Encryption is supported by OAK4.

$ bin/oak.rb --key-generate
oak_3CNB_2975186575_52_RjFTQTMyX00du8vD8WAikhLNgdnaOYtQV6uqyNqRz6modiEcJHOl_ok
$ bin/oak.rb --key-generate
oak_3CNB_1324948677_52_RjFTQTMyXytCueDDTpEOusKkPMANgaA9zsJuvOend5DCIJWwJdjC_ok
$ export OAK_TEST_KEYS=foo,bar
$ export OAK_TEST_KEY_foo=oak_3CNB_2975186575_52_RjFTQTMyX00du8vD8WAikhLNgdnaOYtQV6uqyNqRz6modiEcJHOl_ok
$ export OAK_TEST_KEY_bar=oak_3CNB_1324948677_52_RjFTQTMyXytCueDDTpEOusKkPMANgaA9zsJuvOend5DCIJWwJdjC_ok
$ echo hello | bin/oak.rb --mode encode-lines --redundancy none --key-chain OAK_TEST --key foo
oak_4foo_B58_PhG1qWHfosOOWDgqMhVoZlEn6F16XC6KuL_1zN1aLWMmcZZgJ2Dz5XR-ag_ok
$ echo hello | bin/oak.rb --mode encode-lines --redundancy none --key-chain OAK_TEST --key foo
oak_4foo_B58_ms11iWDHrmwFJwGpNEsWMIXYfapO96e7yvfk5r8G-F1gRzt62FS_JFQbvw_ok
$ echo hello | bin/oak.rb --mode encode-lines --redundancy none --key-chain OAK_TEST --key bar
oak_4bar_B58_kV6FIE30v6xgdKwyzdmpxVzNCU2eWjt7ZiZTWUHsQxXG3cC8u0-VoE0hmQ_ok
$ echo oak_4foo_B58_PhG1qWHfosOOWDgqMhVoZlEn6F16XC6KuL_1zN1aLWMmcZZgJ2Dz5XR-ag_ok | bin/oak.rb --mode decode-lines --key-chain OAK_TEST
hello
$ echo oak_4foo_B58_ms11iWDHrmwFJwGpNEsWMIXYfapO96e7yvfk5r8G-F1gRzt62FS_JFQbvw_ok | bin/oak.rb --mode decode-lines --key-chain OAK_TEST
hello
$ echo oak_4bar_B58_kV6FIE30v6xgdKwyzdmpxVzNCU2eWjt7ZiZTWUHsQxXG3cC8u0-VoE0hmQ_ok | bin/oak.rb --mode decode-lines --key-chain OAK_TEST
hello

OAK4 supports one and only one encryption algorithm and mode of operation:

  • AES-256-GCM
    • 128 bits of security
    • 256-bit keys (32 bytes)
    • 96-bit IVs (12 bytes)
    • 128-bit auth_tags (16 bytes)
  • Random IV ("Initialization Vector") used for each encryption operation.
  • All headers are authenticated.
  • All headers which are not required for decryption are encrypted.

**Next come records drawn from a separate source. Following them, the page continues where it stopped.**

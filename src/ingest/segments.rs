//! Segment table parser.
//!
//! The segment table is a delimited text export with one row per stream
//! segment: `segment id`, `downstream target id`, and an optional
//! fixed-width `gauge tag` column that is blank for ungauged segments.
//! Both comma- and whitespace-delimited files are accepted, and a leading
//! header row is detected and skipped.

use crate::logging::{self, Stage};
use crate::model::{SegmentId, SegmentRecord, TableError};
use std::collections::BTreeMap;
use std::fs;
use std::path::Path;

/// Read and parse a segment table from disk.
///
/// Any read failure is fatal; the pipeline writes no partial output.
pub fn load_segment_table(path: &Path) -> Result<Vec<SegmentRecord>, TableError> {
    let contents = fs::read_to_string(path)
        .map_err(|e| TableError::Io(format!("{}: {}", path.display(), e)))?;
    parse_segment_table(&contents)
}

/// Parse segment table text into records.
///
/// Records come back keyed and sorted by segment id. Duplicate ids are
/// last-write-wins, with a warning per collision; an unparseable id or
/// downstream field is a fatal error carrying the line number.
pub fn parse_segment_table(text: &str) -> Result<Vec<SegmentRecord>, TableError> {
    let mut by_id: BTreeMap<SegmentId, SegmentRecord> = BTreeMap::new();
    let mut header_allowed = true;

    for (i, line) in text.lines().enumerate() {
        let line_no = i + 1;
        let trimmed = line.trim();
        if trimmed.is_empty() || trimmed.starts_with('#') {
            continue;
        }

        let fields = split_row(trimmed);
        if fields.len() < 2 {
            return Err(TableError::ParseError {
                line: line_no,
                message: format!("expected at least 2 columns, got {}", fields.len()),
            });
        }

        let id = match fields[0].parse::<SegmentId>() {
            Ok(id) => id,
            // The first non-blank row may be a column-name header.
            Err(_) if header_allowed => {
                header_allowed = false;
                continue;
            }
            Err(_) => {
                return Err(TableError::ParseError {
                    line: line_no,
                    message: format!("invalid segment id '{}'", fields[0]),
                });
            }
        };
        header_allowed = false;

        let downstream = fields[1].parse::<SegmentId>().map_err(|_| TableError::ParseError {
            line: line_no,
            message: format!("invalid downstream target '{}'", fields[1]),
        })?;

        let gauge_id = fields
            .get(2)
            .map(|tag| tag.trim())
            .filter(|tag| !tag.is_empty())
            .map(String::from);

        let record = SegmentRecord {
            id,
            downstream,
            gauge_id,
        };
        if by_id.insert(id, record).is_some() {
            logging::warn(
                Stage::Ingest,
                Some(&id.to_string()),
                "duplicate segment id, keeping the last occurrence",
            );
        }
    }

    if by_id.is_empty() {
        return Err(TableError::Empty);
    }
    Ok(by_id.into_values().collect())
}

/// Split a row on commas when present, otherwise on whitespace.
fn split_row(line: &str) -> Vec<&str> {
    if line.contains(',') {
        line.split(',').map(|field| field.trim()).collect()
    } else {
        line.split_whitespace().collect()
    }
}

/// Ids of all segments carrying a gauge tag, in ascending id order.
///
/// When no basin list is supplied, this is the basin query set: the gauge
/// tags are the reason those segments are of interest at all.
pub fn gauged_segments(records: &[SegmentRecord]) -> Vec<SegmentId> {
    records
        .iter()
        .filter(|r| r.gauge_id.is_some())
        .map(|r| r.id)
        .collect()
}

// ---------------------------------------------------------------------------
// Tests
// ---------------------------------------------------------------------------

#[cfg(test)]
mod tests {
    use super::*;

    #[test]
    fn test_parse_comma_delimited_rows() {
        let records = parse_segment_table("1,2,\n2,3,06191500\n3,0,\n").unwrap();
        assert_eq!(records.len(), 3);
        assert_eq!(records[0], SegmentRecord { id: 1, downstream: 2, gauge_id: None });
        assert_eq!(
            records[1],
            SegmentRecord {
                id: 2,
                downstream: 3,
                gauge_id: Some("06191500".to_string())
            }
        );
    }

    #[test]
    fn test_parse_whitespace_delimited_rows() {
        let records = parse_segment_table("10 20\n20 0 06192500\n").unwrap();
        assert_eq!(records.len(), 2);
        assert_eq!(records[1].gauge_id.as_deref(), Some("06192500"));
    }

    #[test]
    fn test_header_row_is_skipped() {
        let records = parse_segment_table("seg_id,tosegment,gauge_id\n1,2,\n2,0,\n").unwrap();
        assert_eq!(records.len(), 2);
    }

    #[test]
    fn test_non_numeric_id_past_the_header_is_an_error() {
        let result = parse_segment_table("1,2,\nnot_an_id,3,\n");
        match result {
            Err(TableError::ParseError { line, .. }) => assert_eq!(line, 2),
            other => panic!("expected a parse error with line number, got {:?}", other),
        }
    }

    #[test]
    fn test_invalid_downstream_target_is_an_error() {
        let result = parse_segment_table("1,abc,\n");
        assert!(matches!(result, Err(TableError::ParseError { line: 1, .. })));
    }

    #[test]
    fn test_whitespace_only_gauge_tag_is_ungauged() {
        let records = parse_segment_table("1,2,   \n").unwrap();
        assert_eq!(records[0].gauge_id, None);
    }

    #[test]
    fn test_duplicate_id_is_last_write_wins() {
        let records = parse_segment_table("5,1,\n5,2,06190000\n").unwrap();
        assert_eq!(records.len(), 1);
        assert_eq!(records[0].downstream, 2, "the later row should win");
        assert_eq!(records[0].gauge_id.as_deref(), Some("06190000"));
    }

    #[test]
    fn test_blank_lines_and_comments_are_skipped() {
        let records = parse_segment_table("# national extract\n\n1,0,\n").unwrap();
        assert_eq!(records.len(), 1);
    }

    #[test]
    fn test_empty_input_is_an_error() {
        assert_eq!(parse_segment_table(""), Err(TableError::Empty));
        assert_eq!(parse_segment_table("# only a comment\n"), Err(TableError::Empty));
    }

    #[test]
    fn test_records_come_back_sorted_by_id() {
        let records = parse_segment_table("30,0,\n10,30,\n20,30,\n").unwrap();
        let ids: Vec<_> = records.iter().map(|r| r.id).collect();
        assert_eq!(ids, vec![10, 20, 30]);
    }

    #[test]
    fn test_gauged_segments_filters_and_keeps_order() {
        let records = parse_segment_table("1,2,\n2,3,06191500\n3,0,06192500\n").unwrap();
        assert_eq!(gauged_segments(&records), vec![2, 3]);
    }
}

This is the only encryption option supported by OAK4.

Because the GCM (Galois/Counter Mode ) mode of operation is an authenticated encryption, use of --redundancy none with encrypted OAK strings is recommended. The authentication of GCM is more than adequate to detect accidental transmission errors. This recommendation may become the default in a future version.

Further Reading

For more details.

TODO: packaging

  • edit comments for length, content, and format
  • rdoc

Possible Future Directions for the Format

  • Float representation.
    • Manifest precision?
    • Limited precision?
    • But somehow do better than just Float#to_s!
  • Streamability and embedability.
    • Support encoders and decoders which have only fixed-size buffers.
  • Portability.
    • Was support for Symbols distinct from Strings too Ruby-esque?
    • Native implementation.
  • Error-correction coding.
    • There seem to be little or no "standard" algorithms out there, at least not as used by the Ruby community.